In 1968, The Lancet published the
results of a modest trial of what is now regarded as among the most important
medical advances of the twentieth century. It wasn’t a new drug or vaccine or
operation. It was basically a solution of sugar, salt, and water that you could
make in your kitchen. The researchers gave the solution to victims of a cholera
outbreak in Dhaka, the capital of what is now Bangladesh, and the results were
striking.
Cholera is a violent and deadly
diarrheal illness, caused by the bacterium Vibrio cholera, which the victim
usually ingests from contaminated water. The bacteria secrete a toxin that
triggers a rapid outpouring of fluid into the intestine. The body, which is
sixty per cent water, becomes like a sponge being wrung out. The fluid pouring
out is a cloudy white, likened to the runoff of washed rice. It produces
projectile vomiting and explosive diarrhea. Children can lose a third of their
body’s water in less than twenty-four hours, a fatal volume. Drinking water to
replace the fluid loss is ineffective, because the intestine won’t absorb it.
As a result, mortality commonly reached seventy per cent or higher. During the
nineteenth century, cholera pandemics killed millions across Asia, Europe,
Africa, and North America. The disease was dubbed the Blue Death because of the
cyanotic blue-gray color of the skin from extreme dehydration.
In 1906, a partially effective
treatment was found: intravenous fluid solutions reduced mortality to thirty
per cent. Prevention was the most effective approach. Modern sewage and water
treatment eliminated the disease in affluent countries. Globally, though,
millions of children continued to die from diarrheal illness each year. Even if
victims made it to a medical facility, the needles, plastic tubing, and litres
of intravenous fluid required for treatment were expensive, in short supply,
and dependent on medical workers who were themselves in short supply,
especially in outbreaks that often produced thousands of victims.

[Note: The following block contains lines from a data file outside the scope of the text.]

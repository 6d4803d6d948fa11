use crate::{
  error::SequenceError,
  observable::{Observable, Producer},
  observer::Observer,
  sink::Sink,
};

pub struct FirstOp<Item, Err> {
  pub(crate) source: Observable<Item, Err>,
}

impl<Item, Err> Producer for FirstOp<Item, Err>
where
  Item: Send + 'static,
  Err: From<SequenceError> + Send + 'static,
{
  type Item = Item;
  type Err = Err;

  fn run(&self, sink: Sink<Item, Err>) {
    let observer = FirstObserver { sink: sink.clone(), seen: false };
    self.source.attach(observer, &sink);
  }
}

struct FirstObserver<Item, Err> {
  sink: Sink<Item, Err>,
  seen: bool,
}

impl<Item, Err> Observer<Item, Err> for FirstObserver<Item, Err>
where
  Err: From<SequenceError>,
{
  fn next(&mut self, value: Item) {
    if self.seen {
      return;
    }
    self.seen = true;
    self.sink.next(value);
    self.sink.complete();
  }

  fn error(&mut self, err: Err) { self.sink.error(err) }

  fn complete(&mut self) {
    if self.seen {
      self.sink.complete();
    } else {
      self.sink.error(SequenceError::NoElements.into());
    }
  }

  fn is_closed(&self) -> bool { self.sink.is_disposed() }
}

pub struct SingleOp<Item, Err> {
  pub(crate) source: Observable<Item, Err>,
}

impl<Item, Err> Producer for SingleOp<Item, Err>
where
  Item: Send + 'static,
  Err: From<SequenceError> + Send + 'static,
{
  type Item = Item;
  type Err = Err;

  fn run(&self, sink: Sink<Item, Err>) {
    let observer = SingleObserver { sink: sink.clone(), held: None };
    self.source.attach(observer, &sink);
  }
}

struct SingleObserver<Item, Err> {
  sink: Sink<Item, Err>,
  held: Option<Item>,
}

impl<Item, Err> Observer<Item, Err> for SingleObserver<Item, Err>
where
  Err: From<SequenceError>,
{
  fn next(&mut self, value: Item) {
    if self.held.is_some() {
      // A second value disproves the claim; fail and cancel the source.
      self.held = None;
      self.sink.error(SequenceError::MoreThanOne.into());
      return;
    }
    self.held = Some(value);
  }

  fn error(&mut self, err: Err) { self.sink.error(err) }

  fn complete(&mut self) {
    match self.held.take() {
      Some(value) => {
        self.sink.next(value);
        self.sink.complete();
      }
      None => self.sink.error(SequenceError::NoElements.into()),
    }
  }

  fn is_closed(&self) -> bool { self.sink.is_disposed() }
}

pub struct ElementAtOp<Item, Err> {
  pub(crate) source: Observable<Item, Err>,
  pub(crate) index: usize,
}

impl<Item, Err> Producer for ElementAtOp<Item, Err>
where
  Item: Send + 'static,
  Err: From<SequenceError> + Send + 'static,
{
  type Item = Item;
  type Err = Err;

  fn run(&self, sink: Sink<Item, Err>) {
    let observer = ElementAtObserver { sink: sink.clone(), remaining: self.index, done: false };
    self.source.attach(observer, &sink);
  }
}

struct ElementAtObserver<Item, Err> {
  sink: Sink<Item, Err>,
  remaining: usize,
  done: bool,
}

impl<Item, Err> Observer<Item, Err> for ElementAtObserver<Item, Err>
where
  Err: From<SequenceError>,
{
  fn next(&mut self, value: Item) {
    if self.done {
      return;
    }
    if self.remaining == 0 {
      self.done = true;
      self.sink.next(value);
      self.sink.complete();
    } else {
      self.remaining -= 1;
    }
  }

  fn error(&mut self, err: Err) { self.sink.error(err) }

  fn complete(&mut self) {
    if !self.done {
      self.sink.error(SequenceError::IndexOutOfRange.into());
    }
  }

  fn is_closed(&self) -> bool { self.sink.is_disposed() }
}

impl<Item, Err> Observable<Item, Err>
where
  Item: Send + 'static,
  Err: From<SequenceError> + Send + 'static,
{
  /// The first value, then complete. An empty source fails with
  /// [`SequenceError::NoElements`].
  pub fn first(&self) -> Observable<Item, Err> {
    Observable::from_producer(FirstOp { source: self.clone() })
  }

  /// The only value, emitted at completion. Fails with
  /// [`SequenceError::MoreThanOne`] on a second value and
  /// [`SequenceError::NoElements`] on an empty source.
  pub fn single(&self) -> Observable<Item, Err> {
    Observable::from_producer(SingleOp { source: self.clone() })
  }

  /// The value at `index` (zero-based), then complete. A source that ends
  /// earlier fails with [`SequenceError::IndexOutOfRange`].
  pub fn element_at(&self, index: usize) -> Observable<Item, Err> {
    Observable::from_producer(ElementAtOp { source: self.clone(), index })
  }
}

#[cfg(test)]
mod test {
  use std::sync::{Arc, Mutex};

  use crate::observable::{empty, from_iter};

  use super::*;

  fn collect(source: &Observable<i32, SequenceError>) -> Vec<String> {
    let log = Arc::new(Mutex::new(Vec::new()));
    let (l, l2, l3) = (log.clone(), log.clone(), log.clone());
    source.subscribe_all(
      move |v| l.lock().unwrap().push(format!("n{v}")),
      move |e| l2.lock().unwrap().push(format!("e{e:?}")),
      move || l3.lock().unwrap().push("c".into()),
    );
    let out = log.lock().unwrap().clone();
    out
  }

  #[test]
  fn first_takes_one_and_completes() {
    assert_eq!(collect(&from_iter(1..=3).first()), vec!["n1", "c"]);
    assert_eq!(collect(&empty::<i32, SequenceError>().first()), vec!["eNoElements"]);
  }

  #[test]
  fn single_requires_exactly_one() {
    assert_eq!(collect(&from_iter(5..6).single()), vec!["n5", "c"]);
    assert_eq!(collect(&from_iter(1..=3).single()), vec!["eMoreThanOne"]);
    assert_eq!(collect(&empty::<i32, SequenceError>().single()), vec!["eNoElements"]);
  }

  #[test]
  fn element_at_indexes_from_zero() {
    assert_eq!(collect(&from_iter(10..=13).element_at(2)), vec!["n12", "c"]);
    assert_eq!(collect(&from_iter(10..=13).element_at(9)), vec!["eIndexOutOfRange"]);
  }
}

Then, in the nineteen-sixties,
scientists discovered that sugar helps the gut absorb fluid. Two American
researchers, David Nalin and Richard Cash, were in Dhaka during a cholera
outbreak. They decided to test the scientific findings, giving victims an oral
rehydration solution containing sugar as well as salt. Many people doubted that
victims could drink enough of it to restore their fluid losses, typically ten
to twenty litres a day. So the researchers confined the Dhaka trial to
twenty-nine patients. The subjects proved to have no trouble drinking enough to
reduce or even eliminate the need for intravenous fluids, and none of them
died.
Three years later, in 1971, an Indian
physician named Dilip Mahalanabis was directing medical assistance at a West
Bengal camp of three hundred and fifty thousand refugees from Bangladesh’s war
of independence when cholera struck. Intravenous-fluid supplies ran out.
Mahalanabis instructed his team to try the Dhaka solution. Just 3.6 per cent
died, an unprecedented reduction from the usual thirty per cent. The solution
was actually better than intravenous fluids. If cholera victims were alert,
able to drink, and supplied with enough of it, they could almost always save
their own lives.
One might have expected people to
clamor for the recipe after these results were publicized. Oral rehydration
solution seems like ether: a miraculous fix for a vivid, immediate, and
terrifying problem. But it wasn’t like ether (as first gas of anaesthesia) at all.
To understand why, you have to imagine
having a child throwing up and pouring out diarrhea like you’ve never seen
before. Making her drink seems only to provoke more vomiting. Chasing the
emesis and the diarrhea seems both torturous and futile. Many people’s natural
inclination is to not feed the child anything.
Furthermore, why believe that this particular mixture of sugar and salt would be any different from water or anything else you might have tried? And it is particular. Throw the salt concentration off by a couple of teaspoons and the electrolyte imbalance could be dangerous. The child must also keep drinking the stuff even after she feels better, for as long as the diarrhea lasts, which is up to five days. Nurses routinely got these steps wrong. Why would villagers do any better?
A decade after the landmark findings,
the idea remained stalled. Nothing much had changed. Diarrheal disease remained
the world’s biggest killer of children under the age of five.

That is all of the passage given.